V4 auto-detects content paths instead of requiring a content array. If your production build is missing styles, the auto-detection is probably not scanning all your template directories. This commonly happens with monorepo setups, component libraries in separate packages, or template files stored outside the default scan paths. Add @source directives in your CSS file to explicitly include any directories the auto-detection misses.
V4 changed the default border color from gray-200 to currentColor. This means borders inherit the text color by default, which matches native CSS behavior but differs from v3. If your design depends on gray borders appearing automatically, add border-gray-200 explicitly to those elements. This is one of the most visually noticeable changes when migrating an existing project.
V4 includes its own build engine and does not require PostCSS for Tailwind processing. If your postcss.config.js still references the old tailwindcss plugin, it may conflict with the v4 engine. For Vite projects, switch to the @tailwindcss/vite plugin. For Next.js, use @tailwindcss/postcss.
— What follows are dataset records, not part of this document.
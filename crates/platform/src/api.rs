//! REST client for the collaborator backend's public endpoints.
//!
//! Wraps the participant-facing HTTP API (token validation, registration,
//! progress, submission, polls, staged submissions, video progress) using
//! [`reqwest`]. Conflict statuses that the session treats as benign
//! (already submitted, already answered) come back as typed outcomes
//! instead of errors.

use fieldwork_core::{AnswerMap, Questionnaire};

use crate::types::{
    ActivityPayload, EncryptedLinkValidation, GeneratedLinkValidation, LinkStagedRequest,
    PollAnswerOutcome, PollAnswerRequest, PollResultsData, RegisterOutcome, RegisterRequest,
    RegistrationData, ResponseEnvelope, SaveOutcome, SaveProgressRequest, SavedProgress,
    StageRequest, StagedSubmissionData, SubmissionReceipt, SubmitOutcome, SubmitRequest,
    TokenValidation, VideoProgress, VideoProgressQuery, VideoProgressRequest,
};

/// HTTP client for one collaborator backend.
pub struct PlatformApi {
    client: reqwest::Client,
    base_url: String,
}

/// Errors from the backend REST layer.
#[derive(Debug, thiserror::Error)]
pub enum PlatformApiError {
    /// The HTTP request itself failed (network, DNS, TLS, etc.).
    #[error("HTTP request failed: {0}")]
    Request(#[from] reqwest::Error),

    /// The backend returned a non-2xx status the caller does not treat
    /// as a typed outcome.
    #[error("Backend API error ({status}): {body}")]
    Api {
        /// HTTP status code.
        status: u16,
        /// Raw response body for debugging.
        body: String,
    },
}
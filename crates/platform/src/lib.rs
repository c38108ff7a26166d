//! HTTP integration with the collaborator backend.
//!
//! The session engine never speaks HTTP directly; it consumes the
//! [`gateway::ResponseGateway`] trait, implemented here by
//! [`api::PlatformApi`] over the backend's public REST endpoints.
//! `types` holds the wire DTOs plus the typed outcomes (registered vs
//! already submitted, saved vs conflict, distribution vs locked) that
//! the engine branches on.

pub mod api;
pub mod gateway;
pub mod types;

pub use api::{PlatformApi, PlatformApiError};
pub use gateway::ResponseGateway;
//! Poll distributions and the synthetic fallback.
//!
//! When the backend aggregation call fails, the participant still gets a
//! plausible distribution instead of an empty panel: their own option
//! receives a weighted share, rating scales get a centre-weighted curve,
//! and the rest is noise. Percentages are normalized to exactly 100 by
//! largest remainder and rows sort by descending percentage. This is a
//! deliberate product behavior; deployments that prefer honesty switch
//! it off and get a `Pending` outcome instead.

use rand::Rng;
use serde::{Deserialize, Serialize};

use crate::question::{Question, QuestionKind};

/// Total synthetic votes are drawn from this range.
const SYNTH_VOTES_MIN: u32 = 20;
const SYNTH_VOTES_MAX: u32 = 70;

/// The caller's own option takes 15–40% of the synthetic total.
const SYNTH_OWN_SHARE_MIN: f64 = 0.15;
const SYNTH_OWN_SHARE_MAX: f64 = 0.40;

/// Any other option takes at most 30% of the synthetic total.
const SYNTH_OTHER_SHARE_MAX: f64 = 0.30;

/// One aggregated row of a poll distribution.
#[derive(Debug, Clone, PartialEq, Eq, Serialize, Deserialize)]
pub struct PollRow {
    pub option: String,
    pub count: u32,
    pub percentage: u32,
}

/// What the participant sees after locking in a poll answer.
#[derive(Debug, Clone, PartialEq)]
pub enum PollOutcome {
    Distribution(Vec<PollRow>),
    /// Backend unavailable and synthesis disabled.
    Pending,
}

/// The labels a poll distribution aggregates over: rating kinds span
/// `1..=max`, choice kinds use their configured option list.
pub fn poll_options(question: &Question) -> Vec<String> {
    match &question.kind {
        QuestionKind::Rating { max } => (1..=*max).map(|n| n.to_string()).collect(),
        _ => question
            .kind
            .options()
            .map(<[String]>::to_vec)
            .unwrap_or_default(),
    }
}

/// Synthesize a distribution around the participant's chosen option.
///
/// The chosen option is always present with a nonzero count, even when
/// it is not in the configured option list ("other" answers).
pub fn synthesize_distribution(
    question: &Question,
    chosen: &str,
    rng: &mut impl Rng,
) -> Vec<PollRow> {
    let mut options = poll_options(question);
    if !options.iter().any(|o| o == chosen) {
        options.push(chosen.to_string());
    }

    let is_rating = matches!(question.kind, QuestionKind::Rating { .. });
    let total_votes = f64::from(rng.random_range(SYNTH_VOTES_MIN..SYNTH_VOTES_MAX));
    let scale = options.len() as f64;
    let middle = (scale + 1.0) / 2.0;

    let counts: Vec<u32> = options
        .iter()
        .map(|label| {
            let count = if label == chosen {
                total_votes * rng.random_range(SYNTH_OWN_SHARE_MIN..SYNTH_OWN_SHARE_MAX)
            } else if is_rating {
                // Centre-weighted curve over the numeric scale.
                match label.parse::<f64>() {
                    Ok(value) => {
                        let weight = 1.0 - ((value - middle).abs() / scale) * 0.6;
                        rng.random::<f64>() * total_votes * SYNTH_OTHER_SHARE_MAX * weight
                    }
                    Err(_) => rng.random::<f64>() * total_votes * SYNTH_OTHER_SHARE_MAX,
                }
            } else {
                rng.random::<f64>() * total_votes * SYNTH_OTHER_SHARE_MAX
            };
            count.floor() as u32
        })
        .collect();

    let percentages = largest_remainder_percentages(&counts);
    let mut rows: Vec<PollRow> = options
        .into_iter()
        .zip(counts)
        .zip(percentages)
        .map(|((option, count), percentage)| PollRow {
            option,
            count,
            percentage,
        })
        .collect();
    rows.sort_by(|a, b| b.percentage.cmp(&a.percentage));
    rows
}

/// Build display rows from backend-aggregated counts.
///
/// Percentages are recomputed from the counts so rendered rows always
/// sum to exactly 100, whatever rounding the aggregator applied.
pub fn distribution_from_counts(counts: Vec<(String, u32)>) -> Vec<PollRow> {
    let raw: Vec<u32> = counts.iter().map(|(_, c)| *c).collect();
    let percentages = largest_remainder_percentages(&raw);
    let mut rows: Vec<PollRow> = counts
        .into_iter()
        .zip(percentages)
        .map(|((option, count), percentage)| PollRow {
            option,
            count,
            percentage,
        })
        .collect();
    rows.sort_by(|a, b| b.percentage.cmp(&a.percentage));
    rows
}

/// Normalize counts into integer percentages summing to exactly 100.
fn largest_remainder_percentages(counts: &[u32]) -> Vec<u32> {
    let total: u32 = counts.iter().sum();
    if total == 0 {
        return vec![0; counts.len()];
    }

    let exact: Vec<f64> = counts
        .iter()
        .map(|&c| f64::from(c) * 100.0 / f64::from(total))
        .collect();
    let mut floors: Vec<u32> = exact.iter().map(|e| e.floor() as u32).collect();
    let assigned: u32 = floors.iter().sum();

    let mut order: Vec<usize> = (0..counts.len()).collect();
    order.sort_by(|&a, &b| {
        let rem_a = exact[a] - exact[a].floor();
        let rem_b = exact[b] - exact[b].floor();
        rem_b.total_cmp(&rem_a)
    });
    for &i in order.iter().take((100 - assigned) as usize) {
        floors[i] += 1;
    }
    floors
}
Remove the old tailwindcss PostCSS plugin from your config file.
V4's CSS-first approach means your entire Tailwind configuration lives in your main CSS file. Resist the urge to split @theme blocks across multiple files. One CSS file with all @theme, @source, @utility, and @variant directives makes it easy for any team member to find and modify design tokens. If the file grows large, use CSS comments to organize sections by category (colors, spacing, typography, breakpoints) rather than splitting into separate files.
When defining custom colors in @theme, prefer OKLCH values over HEX or RGB. OKLCH produces color scales where each step appears equally different to the human eye, unlike HSL where blue-500 and yellow-500 at the same lightness value look dramatically different in perceived brightness. This makes your design system feel more cohesive and accessible. Write @theme { --color-brand: oklch(0.7 0.15 250); } instead of --color-brand: #3b82f6;.
Container queries let components respond to their own width instead of the viewport width. This means a card component renders differently when placed in a sidebar versus a main content area, without any JavaScript or prop-based logic. Apply @container to parent elements and use @sm:, @md:, @lg: modifiers on children. This pattern reduces code duplication and makes components truly portable across your application.
The v3 pattern of separate opacity utilities (bg-opacity-50, text-opacity-80) is gone in v4. The slash syntax (bg-blue-500/50, text-gray-900/80) is more concise, more readable, and combines the color and opacity into a single token. Adopt this pattern consistently across your project for cleaner class lists and easier visual scanning. If you are migrating, the upgrade tool handles this conversion automatically.
If your application supports RTL languages like Arabic or Hebrew, use the new logical property utilities from day one. Replace ml-4 with ms-4, mr-4 with me-4, pl-4 with ps-4, and so on. These utilities automatically flip direction when the page is set to RTL, eliminating the need for separate RTL stylesheets. The same pattern applies to positioning (start-, end-), border radius (rounded-s-, rounded-e-), and border width (border-s-, border-e-).
The npx @tailwindcss/upgrade command handles the most tedious parts of v3-to-v4 migration: converting tailwind.config.js to @theme, updating renamed class names, replacing opacity utilities with slash syntax, and swapping the triple-directive import for the single @import. Run it first, review the changes it makes, and then manually check for dynamically constructed class names, third-party component libraries that bundle v3 classes, and any CSS files that still reference old v3 patterns.